Numerical Investigation of non-head-on collision and coalescence in oil-in-water emulsions

The stability of oil-in-water emulsions depends on the ease with which the dispersed oil phase droplets come in contact (or collide) with each other, and subsequently coalesce. Whether a phase separation is desired or not, controlling this coalescence process requires a thorough understanding of the approach dyanmics of the dispersed phase droplets, which in turn, governs the drinage (of the thin continuous film between the droplets) dynamics. Theoretical and Experimental studies mainly focus on head-on collisions between such droplets and the subsequent coalescence process.
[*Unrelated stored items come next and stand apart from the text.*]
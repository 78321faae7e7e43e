//! The five-stage grammar workflow
//!
//! ```text
//! Input -> GrammarChecked -> ParserGenerated -> ParserCompiled -> TextParsed
//! ```
//!
//! Each stage produces one immutable [`WorkflowState`] that points at the state
//! it was built from. Failure is sticky: a state reports [`WorkflowState::has_errors`]
//! if it or any ancestor failed. [`Workflow`] drives the chain until it reaches a
//! requested end stage or a state fails.

mod runner;
mod state;

pub use runner::{Workflow, WorkflowBuilder};
pub use state::{
    Ancestors, Artifacts, DerivedArtifacts, GrammarCheckedArtifacts, InputArtifacts,
    ParserCompiledArtifacts, ParserGeneratedArtifacts, StageArtifacts, StageOutcome, StateRef,
    TextParsedArtifacts, WorkflowState,
};

use std::fmt;
use std::str::FromStr;

/// One step of the pipeline, in execution order
#[derive(Debug, Clone, Copy, PartialEq, Eq, PartialOrd, Ord, Hash)]
pub enum WorkflowStage {
    Input,
    GrammarChecked,
    ParserGenerated,
    ParserCompiled,
    TextParsed,
}

impl WorkflowStage {
    pub const ALL: [WorkflowStage; 5] = [
        WorkflowStage::Input,
        WorkflowStage::GrammarChecked,
        WorkflowStage::ParserGenerated,
        WorkflowStage::ParserCompiled,
        WorkflowStage::TextParsed,
    ];

    /// The stage built from this one, if any.
    pub fn next(self) -> Option<WorkflowStage> {
        match self {
            WorkflowStage::Input => Some(WorkflowStage::GrammarChecked),
            WorkflowStage::GrammarChecked => Some(WorkflowStage::ParserGenerated),
            WorkflowStage::ParserGenerated => Some(WorkflowStage::ParserCompiled),
            WorkflowStage::ParserCompiled => Some(WorkflowStage::TextParsed),
            WorkflowStage::TextParsed => None,
        }
    }

    pub fn name(self) -> &'static str {
        match self {
            WorkflowStage::Input => "Input",
            WorkflowStage::GrammarChecked => "GrammarChecked",
            WorkflowStage::ParserGenerated => "ParserGenerated",
            WorkflowStage::ParserCompiled => "ParserCompiled",
            WorkflowStage::TextParsed => "TextParsed",
        }
    }

    /// Kebab-case name used on the command line.
    pub fn cli_name(self) -> &'static str {
        match self {
            WorkflowStage::Input => "input",
            WorkflowStage::GrammarChecked => "grammar-checked",
            WorkflowStage::ParserGenerated => "parser-generated",
            WorkflowStage::ParserCompiled => "parser-compiled",
            WorkflowStage::TextParsed => "text-parsed",
        }
    }
}

impl fmt::Display for WorkflowStage {
    fn fmt(&self, f: &mut fmt::Formatter<'_>) -> fmt::Result {
        write!(f, "{}", self.name())
    }
}

impl FromStr for WorkflowStage {
    type Err = String;

    fn from_str(s: &str) -> Result<Self, Self::Err> {
        WorkflowStage::ALL
            .into_iter()
            .find(|stage| stage.name() == s || stage.cli_name() == s)
            .ok_or_else(|| format!("Unknown workflow stage '{}'", s))
    }
}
In reality, however, concentrated emulsions consist of a large number of droplets in a small amount of space, resulting in non-head-on contact/collision among droplets where the dynamics is surely different to that for head-on collisions. In this work, the effect of the angle of attack, θ, on coalescence in oil-in-water emulsions has been investigated using the Lattice Boltzmann Method. We notice that an increase in the angle of attack leads to a decrease in the collision time and the coalescence time. The decrease in the collision time is due to the geometric layout of the collision course and a local flow caused by the shear stress exerted by the droplets on the thin film in between. Once the film has drained enough, film rupture occurs, and a thin bridge forms between them, which defines the moment of collision. Finally, we also incorporate local changes in viscosity and interfacial tension during the non-head-on collisions.